With contemporary practice showing an increasing uptake of the novel ADP receptor inhibitors, controversies have surfaced regarding the use of these agents. Some issues revolve around the pretreatment of patients prior to angiography, in-hospital switching of agents, and use according to Food and Drug Administration (FDA)-approved labeling.15–22
To better characterize ADP receptor inhibitor use at a large, quaternary academic medical center, this retrospective chart review assessed the contemporary use of these agents in ACS. This study aims to describe the characteristics of patients receiving one agent over another, to examine in-hospital switching patterns in patients previously on an antiplatelet prior to admission, and to determine how closely the FDA-approved labeling is followed.

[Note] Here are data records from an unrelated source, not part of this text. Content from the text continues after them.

//
// Copyright (c) 2023 SUSE Software Solutions Germany GmbH
//
// This file is part of flake-pilot
//
// Permission is hereby granted, free of charge, to any person obtaining a copy
// of this software and associated documentation files (the "Software"), to deal
// in the Software without restriction, including without limitation the rights
// to use, copy, modify, merge, publish, distribute, sublicense, and/or sell
// copies of the Software, and to permit persons to whom the Software is
// furnished to do so, subject to the following conditions:
//
// The above copyright notice and this permission notice shall be included in
// all copies or substantial portions of the Software.
//
// THE SOFTWARE IS PROVIDED "AS IS", WITHOUT WARRANTY OF ANY KIND, EXPRESS OR
// IMPLIED, INCLUDING BUT NOT LIMITED TO THE WARRANTIES OF MERCHANTABILITY,
// FITNESS FOR A PARTICULAR PURPOSE AND NONINFRINGEMENT. IN NO EVENT SHALL THE
// AUTHORS OR COPYRIGHT HOLDERS BE LIABLE FOR ANY CLAIM, DAMAGES OR OTHER
// LIABILITY, WHETHER IN AN ACTION OF CONTRACT, TORT OR OTHERWISE, ARISING FROM,
// OUT OF OR IN CONNECTION WITH THE SOFTWARE OR THE USE OR OTHER DEALINGS IN THE
// SOFTWARE.
//
//! The abstract contract the core needs from the container engine. This
//! module also ships the one concrete implementation, a thin wrapper
//! around the `lxc` command line client, built the same way
//! `podman-pilot::podman` shells out to `podman`: build a [Command],
//! run it through [CommandExtTrait::perform], map failures to
//! [SergioError::CommandError].
use std::io::{self, Write};
use std::process::{Command, Stdio};

use crate::command::CommandExtTrait;
use crate::error::SergioError;
use crate::lookup::Lookup;
use crate::output::OutputMode;
use crate::user::User;

#[derive(Debug, Clone, Copy, PartialEq, Eq)]
pub enum ContainerStatus {
    Running,
    Stopped,
    NotFound,
}

#[derive(Debug, Clone)]
pub struct NetAddress {
    pub family: String,
    pub address: String,
}

/// The core's view of the container engine. A real implementation talks
/// to LXD; tests substitute an in-memory fake.
pub trait EngineClient {
    fn exists(&self, id: &str) -> Result<bool, SergioError>;
    fn status(&self, id: &str) -> Result<ContainerStatus, SergioError>;
    fn launch(&self, image: &str, id: &str) -> Result<(), SergioError>;
    fn start(&self, id: &str) -> Result<(), SergioError>;
    fn stop(&self, id: &str) -> Result<(), SergioError>;
    fn delete(&self, id: &str, force: bool) -> Result<(), SergioError>;
    fn add_mount(&self, id: &str, name: &str, source: &str, path: &str) -> Result<(), SergioError>;
    fn network_state(&self, id: &str) -> Result<Vec<(String, Vec<NetAddress>)>, SergioError>;
    /// Non-interactive in-container command, returns the exit code only.
    fn execute(&self, id: &str, argv: &[String], output: OutputMode) -> Result<i32, SergioError>;
    fn files_get(&self, id: &str, path: &str) -> Result<Vec<u8>, SergioError>;
    fn files_put(&self, id: &str, path: &str, data: &[u8], mode: &str) -> Result<(), SergioError>;
    /// Missing file is not an error.
    fn files_delete(&self, id: &str, path: &str) -> Result<(), SergioError>;
    /// Interactive TTY session: `lxc exec ID -- sudo --login --user U SHELL [-c CODE]`.
    fn interactive_shell(
        &self, id: &str, user: &str, shell: &str, code: Option<&str>
    ) -> Result<i32, SergioError>;
}

pub struct LxdClient;

impl LxdClient {
    pub fn new() -> Self {
        Self
    }

    fn lxc(&self) -> Command {
        User::ROOT.run("lxc")
    }
}

impl Default for LxdClient {
    fn default() -> Self {
        Self::new()
    }
}

impl EngineClient for LxdClient {
    fn exists(&self, id: &str) -> Result<bool, SergioError> {
        Ok(!matches!(self.status(id)?, ContainerStatus::NotFound))
    }

    fn status(&self, id: &str) -> Result<ContainerStatus, SergioError> {
        let mut call = self.lxc();
        call.arg("info").arg(id);
        if Lookup::is_debug() {
            debug!("{:?}", call.get_args());
        }
        let output = call.output()?;
        if !output.status.success() {
            return Ok(ContainerStatus::NotFound);
        }
        let info = String::from_utf8_lossy(&output.stdout);
        if info.lines().any(|line| line.trim_start().starts_with("Status: RUNNING")) {
            Ok(ContainerStatus::Running)
        } else {
            Ok(ContainerStatus::Stopped)
        }
    }

    fn launch(&self, image: &str, id: &str) -> Result<(), SergioError> {
        let mut call = self.lxc();
        call.arg("launch").arg(image).arg(id);
        if Lookup::is_debug() {
            debug!("{:?}", call.get_args());
        }
        call.perform()?;
        Ok(())
    }

    fn start(&self, id: &str) -> Result<(), SergioError> {
        let mut call = self.lxc();
        call.arg("start").arg(id);
        if Lookup::is_debug() {
            debug!("{:?}", call.get_args());
        }
        call.perform()?;
        Ok(())
    }

    fn stop(&self, id: &str) -> Result<(), SergioError> {
        let mut call = self.lxc();
        call.arg("stop").arg(id);
        if Lookup::is_debug() {
            debug!("{:?}", call.get_args());
        }
        call.perform()?;
        Ok(())
    }

    fn delete(&self, id: &str, force: bool) -> Result<(), SergioError> {
        let mut call = self.lxc();
        call.arg("delete");
        if force {
            call.arg("--force");
        }
        call.arg(id);
        if Lookup::is_debug() {
            debug!("{:?}", call.get_args());
        }
        call.perform()?;
        Ok(())
    }

    fn add_mount(&self, id: &str, name: &str, source: &str, path: &str) -> Result<(), SergioError> {
        let mut call = self.lxc();
        call.arg("config").arg("device").arg("add").arg(id).arg(name)
            .arg("disk").arg(format!("source={source}")).arg(format!("path={path}"));
        if Lookup::is_debug() {
            debug!("{:?}", call.get_args());
        }
        call.perform()?;
        Ok(())
    }

    fn network_state(&self, id: &str) -> Result<Vec<(String, Vec<NetAddress>)>, SergioError> {
        let mut call = self.lxc();
        call.arg("query").arg(format!("/1.0/instances/{id}/state"));
        if Lookup::is_debug() {
            debug!("{:?}", call.get_args());
        }
        let output = call.perform()?;
        let value: serde_json::Value = serde_json::from_slice(&output.stdout)
            .map_err(|error| SergioError::ParseError {
                path: format!("lxc query state for {id}"),
                message: error.to_string(),
            })?;
        let mut result = Vec::new();
        if let Some(network) = value.get("network").and_then(|v| v.as_object()) {
            for (device, data) in network {
                let mut addresses = Vec::new();
                if let Some(addrs) = data.get("addresses").and_then(|v| v.as_array()) {
                    for addr in addrs {
                        let family = addr.get("family").and_then(|v| v.as_str()).unwrap_or("").to_string();
                        let address = addr.get("address").and_then(|v| v.as_str()).unwrap_or("").to_string();
                        addresses.push(NetAddress { family, address });
                    }
                }
                result.push((device.clone(), addresses));
            }
        }
        Ok(result)
    }

    fn execute(&self, id: &str, argv: &[String], output: OutputMode) -> Result<i32, SergioError> {
        let mut call = self.lxc();
        call.arg("exec").arg(id).arg("--");
        for arg in argv {
            call.arg(arg);
        }
        if Lookup::is_debug() {
            debug!("{:?}", call.get_args());
        }
        let result = call.output()?;
        if output.forwards_actions() {
            io::stdout().write_all(&result.stdout)?;
            io::stderr().write_all(&result.stderr)?;
        }
        Ok(result.status.code().unwrap_or(-1))
    }

    fn files_get(&self, id: &str, path: &str) -> Result<Vec<u8>, SergioError> {
        let mut call = self.lxc();
        call.arg("file").arg("pull").arg(format!("{id}{path}")).arg("-");
        if Lookup::is_debug() {
            debug!("{:?}", call.get_args());
        }
        let output = call.perform()?;
        Ok(output.stdout)
    }

    fn files_put(&self, id: &str, path: &str, data: &[u8], mode: &str) -> Result<(), SergioError> {
        let mut tmp = tempfile::NamedTempFile::new()?;
        tmp.write_all(data)?;
        let mut call = self.lxc();
        call.arg("file").arg("push")
            .arg("--mode").arg(mode)
            .arg(tmp.path())
            .arg(format!("{id}{path}"));
        if Lookup::is_debug() {
            debug!("{:?}", call.get_args());
        }
        call.perform()?;
        Ok(())
    }

    fn files_delete(&self, id: &str, path: &str) -> Result<(), SergioError> {
        let mut call = self.lxc();
        call.arg("file").arg("delete").arg(format!("{id}{path}"));
        call.stdout(Stdio::null());
        call.stderr(Stdio::null());
        if Lookup::is_debug() {
            debug!("{:?}", call.get_args());
        }
        // A missing file is not an error: ignore the call's own status.
        let _ = call.status();
        Ok(())
    }

    fn interactive_shell(
        &self, id: &str, user: &str, shell: &str, code: Option<&str>
    ) -> Result<i32, SergioError> {
        let mut call = self.lxc();
        call.arg("exec").arg(id).arg("--")
            .arg("sudo").arg("--login").arg("--user").arg(user).arg(shell);
        if let Some(code) = code {
            call.arg("-c").arg(code);
        }
        if Lookup::is_debug() {
            debug!("{:?}", call.get_args());
        }
        let status = call.status()?;
        Ok(status.code().unwrap_or(-1))
    }
}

Study Design and Participants
This retrospective observational study was conducted at a large, quaternary academic medical center and approved by the local institutional review board. Electronic health records were used to compare patients who were treated with ticagrelor, prasugrel, or clopidogrel for a principal diagnosis of new-onset ACS between January 2014 and December 2014. Patients with International Classification of Diseases, 9th revision, codes of 410 and 411 for acute MI and other acute and subacute forms of ischemic heart disease were identified through the University Health System Consortium database. Patient data were anonymized in accordance with Health Insurance Portability and Accountability Act (HIPAA) requirements. All authors had full access to the study data.

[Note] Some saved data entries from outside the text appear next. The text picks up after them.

//
// Copyright (c) 2023 SUSE Software Solutions Germany GmbH
//
// This file is part of flake-pilot
//
// Permission is hereby granted, free of charge, to any person obtaining a copy
// of this software and associated documentation files (the "Software"), to deal
// in the Software without restriction, including without limitation the rights
// to use, copy, modify, merge, publish, distribute, sublicense, and/or sell
// copies of the Software, and to permit persons to whom the Software is
// furnished to do so, subject to the following conditions:
//
// The above copyright notice and this permission notice shall be included in
// all copies or substantial portions of the Software.
//
// THE SOFTWARE IS PROVIDED "AS IS", WITHOUT WARRANTY OF ANY KIND, EXPRESS OR
// IMPLIED, INCLUDING BUT NOT LIMITED TO THE WARRANTIES OF MERCHANTABILITY,
// FITNESS FOR A PARTICULAR PURPOSE AND NONINFRINGEMENT. IN NO EVENT SHALL THE
// AUTHORS OR COPYRIGHT HOLDERS BE LIABLE FOR ANY CLAIM, DAMAGES OR OTHER
// LIABILITY, WHETHER IN AN ACTION OF CONTRACT, TORT OR OTHERWISE, ARISING FROM,
// OUT OF OR IN CONNECTION WITH THE SOFTWARE OR THE USE OR OTHER DEALINGS IN THE
// SOFTWARE.
//
//! Implements the verbs a CLI invocation dispatches: `create`, `start`,
//! `stop`, `destroy`, `nat`, `denat`, `login`, `backup`, `restore`,
//! `download`, `upload`, and the RPC fallback for `exec`/unknown verbs.
//! Ties together the registry, resolver, action stack, engine client
//! and NAT client.
use std::collections::HashMap;
use std::io::{Read, Write};
use std::path::{Path, PathBuf};
use std::thread::sleep;
use std::time::Duration;

use chrono::Local;
use regex::Regex;

use crate::engine::{ContainerStatus, EngineClient};
use crate::error::SergioError;
use crate::model::MergedContainer;
use crate::nat::NatClient;
use crate::output::OutputMode;
use crate::registry::Registry;
use crate::resolver::resolve_order;
use crate::stack::ExecContext;

const QUIESCENCE_DELAY: Duration = Duration::from_secs(5);

pub struct Orchestrator<'a> {
    pub registry: &'a Registry,
    pub engine: &'a dyn EngineClient,
    pub nat_v4: &'a dyn NatClient,
    pub nat_v6: &'a dyn NatClient,
    pub config_dir: &'a Path,
    pub definitions_dir: &'a Path,
    pub backups_dir: &'a Path,
    pub output: OutputMode,
}

impl<'a> Orchestrator<'a> {
    pub fn create(&self, id: &str, recursive: bool) -> Result<(), SergioError> {
        if self.engine.exists(id)? {
            return Err(SergioError::AlreadyExists(id.to_string()));
        }
        let container = self.registry.get(id)?;
        let order = resolve_order(self.registry, id)?;
        self.check_requirements(&order, recursive, recursive)?;

        self.engine.launch(&container.image, id)
            .map_err(|_| SergioError::LaunchFailed(id.to_string()))?;
        for (name, mountpoint) in &container.mountpoints {
            self.engine.add_mount(id, name, &mountpoint.source, &mountpoint.path)?;
        }
        sleep(QUIESCENCE_DELAY);
        self.nat(id)?;
        self.run_named_action(&container, "create", HashMap::new())?;
        self.run_named_action(&container, "start", HashMap::new())?;
        Ok(())
    }

    pub fn start(&self, id: &str, recursive: bool) -> Result<(), SergioError> {
        if matches!(self.engine.status(id)?, ContainerStatus::Running) {
            if self.output.emits_log() {
                info!("[{id}] already running");
            }
            return Ok(());
        }
        let container = self.registry.get(id)?;
        let order = resolve_order(self.registry, id)?;
        self.check_requirements(&order, recursive, false)?;
        self.engine.start(id)?;
        sleep(QUIESCENCE_DELAY);
        self.nat(id)?;
        self.run_named_action(&container, "start", HashMap::new())?;
        Ok(())
    }

    pub fn stop(&self, id: &str) -> Result<(), SergioError> {
        if !matches!(self.engine.status(id)?, ContainerStatus::Running) {
            return Ok(());
        }
        let container = self.registry.get(id)?;
        self.run_named_action(&container, "stop", HashMap::new())?;
        self.denat(id)?;
        self.engine.stop(id)?;
        Ok(())
    }

    /// Every step before the final delete is best-effort: a failure
    /// there is logged and swallowed so a half-broken container can
    /// still be torn down.
    pub fn destroy(&self, id: &str) -> Result<(), SergioError> {
        let teardown: Result<(), SergioError> = (|| {
            let container = self.registry.get(id)?;
            let running = matches!(self.engine.status(id)?, ContainerStatus::Running);
            if container.actions.contains_key("destroy") && !running {
                self.start(id, true)?;
            }
            if matches!(self.engine.status(id)?, ContainerStatus::Running) {
                self.run_named_action(&container, "stop", HashMap::new())?;
                self.denat(id)?;
                self.engine.stop(id)?;
            }
            self.run_named_action(&container, "destroy", HashMap::new())?;
            Ok(())
        })();
        if let Err(error) = teardown {
            if self.output.emits_log() {
                error!("[{id}] error during teardown, deleting anyway: {error}");
            }
        }
        self.engine.delete(id, true)
    }

    pub fn running(&self, id: &str) -> Result<bool, SergioError> {
        Ok(matches!(self.engine.status(id)?, ContainerStatus::Running))
    }

    pub fn nat(&self, id: &str) -> Result<(), SergioError> {
        if !matches!(self.engine.status(id)?, ContainerStatus::Running) {
            return Ok(());
        }
        let container = self.registry.get(id)?;
        for port in &container.ports {
            let comment = port.comment.clone().unwrap_or_else(|| container.name.clone());

            self.nat_v4.remove_forward(port.to)?;
            let address_v4 = self.resolve_ip(&container, port.device.as_deref(), 4)?;
            self.nat_v4.add_forward(&port.protocol, port.to, port.from, &address_v4, &comment)?;

            self.nat_v6.remove_forward(port.to)?;
            let address_v6 = self.resolve_ip(&container, port.device.as_deref(), 6)?;
            self.nat_v6.add_forward(&port.protocol, port.to, port.from, &format!("[{address_v6}]"), &comment)?;
        }
        Ok(())
    }

    pub fn denat(&self, id: &str) -> Result<(), SergioError> {
        let container = self.registry.get(id)?;
        for port in &container.ports {
            self.nat_v4.remove_forward(port.to)?;
            self.nat_v6.remove_forward(port.to)?;
        }
        Ok(())
    }

    pub fn login(&self, id: &str, dir: Option<String>) -> Result<(), SergioError> {
        if !matches!(self.engine.status(id)?, ContainerStatus::Running) {
            if self.output.emits_log() {
                info!("[{id}] not running");
            }
            return Ok(());
        }
        let container = self.registry.get(id)?;
        if let Some(dir) = dir {
            container.set_workdir(dir);
        }
        let code = match container.current_workdir() {
            Some(workdir) => {
                let code = format!("cd {workdir}; exec {}", container.shell);
                self.engine.interactive_shell(id, &container.user, &container.shell, Some(&code))?
            }
            None => self.engine.interactive_shell(id, &container.user, &container.shell, None)?,
        };
        if code != 0 && self.output.emits_log() {
            debug!("[{id}] interactive shell exited with {code}");
        }
        Ok(())
    }

    pub fn backup(&self, id: &str) -> Result<(), SergioError> {
        let container = self.registry.get(id)?;
        if !container.actions.contains_key("backup") {
            return Err(SergioError::RequiredActionMissing {
                container: id.to_string(), action: "backup".to_string(),
            });
        }
        if !matches!(self.engine.status(id)?, ContainerStatus::Running) && self.output.emits_log() {
            info!("[{id}] not running");
        }
        self.run_named_action(&container, "backup", HashMap::new())?;

        let data = self.engine.files_get(id, "/tmp/backup.zip")?;
        let timestamp = Local::now().format("%Y-%m-%d_%H-%M-%S").to_string();
        let filename = format!("{id}_{timestamp}.zip");
        std::fs::create_dir_all(self.backups_dir)?;
        std::fs::write(self.backups_dir.join(&filename), &data)?;
        self.engine.files_delete(id, "/tmp/backup.zip")?;

        let latest = self.backups_dir.join(format!("{id}_latest.zip"));
        let _ = std::fs::remove_file(&latest);
        symlink_latest(&filename, &latest)?;
        Ok(())
    }

    pub fn restore(&self, id: &str, path: Option<String>) -> Result<(), SergioError> {
        let container = self.registry.get(id)?;
        if !container.actions.contains_key("restore") {
            return Err(SergioError::RequiredActionMissing {
                container: id.to_string(), action: "restore".to_string(),
            });
        }
        if !matches!(self.engine.status(id)?, ContainerStatus::Running) && self.output.emits_log() {
            info!("[{id}] not running");
        }

        let chosen = match self.find_backup_candidate(id, path.as_deref()) {
            Some(path) => path,
            None => {
                if self.output.emits_log() {
                    info!("[{id}] no backup found to restore");
                }
                return Ok(());
            }
        };

        let data = std::fs::read(&chosen)?;
        self.engine.files_put(id, "/tmp/backup.zip", &data, "0644")?;
        if let Err(error) = self.run_named_action(&container, "restore", HashMap::new()) {
            if self.output.emits_log() {
                error!("[{id}] restore action failed: {error}");
            }
        }
        self.engine.files_delete(id, "/tmp/backup.zip")?;
        Ok(())
    }

    pub fn download(&self, id: &str, src: &str, dst: &str) -> Result<(), SergioError> {
        let data = self.engine.files_get(id, src)?;
        if dst == "-" {
            std::io::stdout().write_all(&data)?;
        } else {
            std::fs::write(dst, &data)?;
        }
        Ok(())
    }

    pub fn upload(&self, id: &str, src: &str, dst: &str) -> Result<(), SergioError> {
        let container = self.registry.get(id)?;
        let data = if src == "-" {
            let mut buf = Vec::new();
            std::io::stdin().read_to_end(&mut buf)?;
            buf
        } else {
            std::fs::read(src)?
        };
        self.engine.files_put(id, dst, &data, "0644")?;
        let owner = format!("{user}:{user}", user = container.user);
        let argv = vec!["chown".to_string(), owner, dst.to_string()];
        self.engine.execute(id, &argv, OutputMode::None)?;
        Ok(())
    }

    /// `exec` and any verb that isn't one of the built-ins become an
    /// ad-hoc RPC targeting the named container's own action stack.
    pub fn exec_or_rpc(&self, id: &str, verb: &str, mut params: HashMap<String, String>) -> Result<(), SergioError> {
        let container = self.registry.get(id)?;
        params.insert("caller".to_string(), id.to_string());
        self.run_named_action(&container, verb, params)
    }

    fn run_named_action(
        &self, container: &MergedContainer, name: &str, params: HashMap<String, String>
    ) -> Result<(), SergioError> {
        match container.actions.get(name) {
            Some(stack) => {
                let ctx = ExecContext {
                    registry: self.registry,
                    engine: self.engine,
                    container,
                    rpc_vars: if params.is_empty() { None } else { Some(&params) },
                    config_dir: self.config_dir,
                    definitions_dir: self.definitions_dir,
                    output: self.output,
                };
                stack.execute(&ctx, name)
            }
            None => {
                if self.output.emits_log() {
                    debug!("[{}] action '{}' not defined, skipping", container.id, name);
                }
                Ok(())
            }
        }
    }

    fn check_requirements(&self, order: &[String], can_start: bool, can_create: bool) -> Result<(), SergioError> {
        for id in order {
            if !self.engine.exists(id)? {
                if can_create {
                    self.create_or_start(id, true)?;
                } else {
                    return Err(SergioError::RequirementsNotMet(id.clone()));
                }
            } else if !matches!(self.engine.status(id)?, ContainerStatus::Running) {
                if can_start {
                    self.start(id, true)?;
                } else {
                    return Err(SergioError::RequirementsNotMet(id.clone()));
                }
            }
        }
        Ok(())
    }

    fn create_or_start(&self, id: &str, recursive: bool) -> Result<(), SergioError> {
        if self.engine.exists(id)? {
            self.start(id, recursive)
        } else {
            self.create(id, recursive)
        }
    }

    fn resolve_ip(&self, container: &MergedContainer, device: Option<&str>, family: u8) -> Result<String, SergioError> {
        let cache_key = device.unwrap_or("*");
        if let Some(cached) = container.cached_ip(cache_key, family) {
            return Ok(cached);
        }
        let state = self.engine.network_state(&container.id)?;
        let matches_family = |tag: &str| match family {
            6 => tag == "inet6",
            _ => tag == "inet" || tag == "inet4",
        };
        let address = match device {
            Some(name) => {
                let (_, addresses) = state.iter().find(|(dev, _)| dev == name)
                    .ok_or_else(|| SergioError::NoSuchDevice { container: container.id.clone(), device: name.to_string() })?;
                addresses.iter().find(|a| matches_family(&a.family)).map(|a| a.address.clone())
            }
            None => state.iter()
                .flat_map(|(_, addresses)| addresses.iter())
                .find(|a| matches_family(&a.family))
                .map(|a| a.address.clone()),
        };
        let address = address.ok_or_else(|| SergioError::NoSuchDevice {
            container: container.id.clone(),
            device: device.unwrap_or("<any>").to_string(),
        })?;
        container.cache_ip(cache_key, family, address.clone());
        Ok(address)
    }

    fn find_backup_candidate(&self, id: &str, path: Option<&str>) -> Option<PathBuf> {
        let mut candidates = Vec::new();
        if let Some(p) = path {
            candidates.push(PathBuf::from(".").join(p));
            candidates.push(self.backups_dir.join(p));
        }
        candidates.push(self.backups_dir.join(format!("{id}_latest.zip")));

        let pattern = Regex::new(&format!(
            r"^{}_[0-9]{{4}}([-_][0-9]{{2}}){{5}}\.zip$", regex::escape(id)
        )).expect("static backup filename pattern");
        let mut dated: Vec<PathBuf> = std::fs::read_dir(self.backups_dir)
            .map(|entries| entries
                .filter_map(Result::ok)
                .map(|entry| entry.file_name().to_string_lossy().into_owned())
                .filter(|name| pattern.is_match(name))
                .map(|name| self.backups_dir.join(name))
                .collect())
            .unwrap_or_default();
        dated.sort();
        dated.reverse();
        candidates.extend(dated);

        candidates.into_iter().find(|candidate| candidate.exists())
    }
}

#[cfg(unix)]
fn symlink_latest(target: &str, link: &Path) -> Result<(), SergioError> {
    std::os::unix::fs::symlink(target, link)?;
    Ok(())
}

#[cfg(not(unix))]
fn symlink_latest(target: &str, link: &Path) -> Result<(), SergioError> {
    let source = link.parent().map(|dir| dir.join(target)).unwrap_or_else(|| PathBuf::from(target));
    std::fs::copy(source, link)?;
    Ok(())
}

To qualify for inclusion in the study, patients had to be at least 18 years old with an admitting diagnosis of STEMI, NSTEMI, or UA. Exclusion criteria included undergoing CABG; never receiving ticagrelor, prasugrel, or clopidogrel during hospitalization; and undergoing coronary angiography with no significant coronary artery disease.
To examine the contemporary use of ADP receptor inhibitors, the following data were collected: patient demographics (age, gender, body mass index, race, payer type); medical history; admitting diagnosis; ACS management strategy; service of prescribing physician; location of ADP receptor inhibitor loading dose; concurrent medications; history of antiplatelet use; changes to antiplatelet choice during hospitalization or at discharge; and antiplatelet function test results, if available. Inadequate platelet function inhibition was defined as greater than 60% platelet activity via the Bio/Data platelet function screen analyzer, PAP-8E, 2010.

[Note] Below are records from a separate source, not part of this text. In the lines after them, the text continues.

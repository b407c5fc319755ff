//
// Copyright (c) 2023 Elektrobit Automotive GmbH
// Copyright (c) 2023 Marcus Schäfer
//
// This file is part of flake-pilot
//
// Permission is hereby granted, free of charge, to any person obtaining a copy
// of this software and associated documentation files (the "Software"), to deal
// in the Software without restriction, including without limitation the rights
// to use, copy, modify, merge, publish, distribute, sublicense, and/or sell
// copies of the Software, and to permit persons to whom the Software is
// furnished to do so, subject to the following conditions:
//
// The above copyright notice and this permission notice shall be included in
// all copies or substantial portions of the Software.
//
// THE SOFTWARE IS PROVIDED "AS IS", WITHOUT WARRANTY OF ANY KIND, EXPRESS OR
// IMPLIED, INCLUDING BUT NOT LIMITED TO THE WARRANTIES OF MERCHANTABILITY,
// FITNESS FOR A PARTICULAR PURPOSE AND NONINFRINGEMENT. IN NO EVENT SHALL THE
// AUTHORS OR COPYRIGHT HOLDERS BE LIABLE FOR ANY CLAIM, DAMAGES OR OTHER
// LIABILITY, WHETHER IN AN ACTION OF CONTRACT, TORT OR OTHERWISE, ARISING FROM,
// OUT OF OR IN CONNECTION WITH THE SOFTWARE OR THE USE OR OTHER DEALINGS IN THE
// SOFTWARE.
//
use std::{process::Command, ffi::OsStr};
use serde::{Serialize, Deserialize};

/// A host identity commands are run as, via `sudo --user`.
///
/// Used both for the `lxc exec ... -- sudo --login --user U SHELL` form
/// taken by `login`, and for the `sudo iptables`/`sudo ip6tables` calls
/// the NAT client makes on the host.
#[derive(Debug, Default, Clone, Copy, Serialize, Deserialize)]
pub struct User<'a> {
    name: Option<&'a str>,
}

impl<'a> From<&'a str> for User<'a> {
    fn from(value: &'a str) -> Self {
        Self { name: Some(value) }
    }
}

impl<'a> User<'a> {
    pub const ROOT: User<'static> = User { name: Some("root") };

    pub fn get_name(&self) -> String {
        let mut user = String::new();
        if let Some(name) = self.name {
            user.push_str(name)
        }
        user
    }

    pub fn run<S: AsRef<OsStr>>(&self, command: S) -> Command {
        let mut c = Command::new("sudo");
        c.arg("--preserve-env");
        if let Some(name) = self.name {
            c.arg("--user").arg(name);
        }
        c.arg(command);
        c
    }
}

Clinical outcomes data included intensive care unit (ICU)/cardiac critical care unit (CCU) length of stay (LOS); hospital LOS; in-hospital, all-cause, and cardiovascular mortality; and all-cause and ACS 30-day readmissions to the study hospital.
A two-sided P value of less than 0.05 was considered significant for all statistical tests. Categorical data were presented as counts and percentages compared with chi-square or Fisher’s exact test. Continuous data with normal and skewed distribution were presented as means plus or minus standard deviation and medians (first to third quartile), respectively. Normally distributed continuous data were compared using the Kruskal-Wallis test, and skewed data and continuous data were compared using ANOVA. A multinomial logistic regression was done to examine relevant covariates. All statistical analysis was performed using GraphPad InStat 3.0, 2016 (La Jolla, California).
415 patients met the inclusion criteria. Of those patients, 140 were excluded: 64 patients for management with CABG and 76 patients who did not receive any ADP receptor inhibitors or had no clinically significant coronary artery disease per coronary angiography. Therefore, a total of 275 patients were included in the study for analysis.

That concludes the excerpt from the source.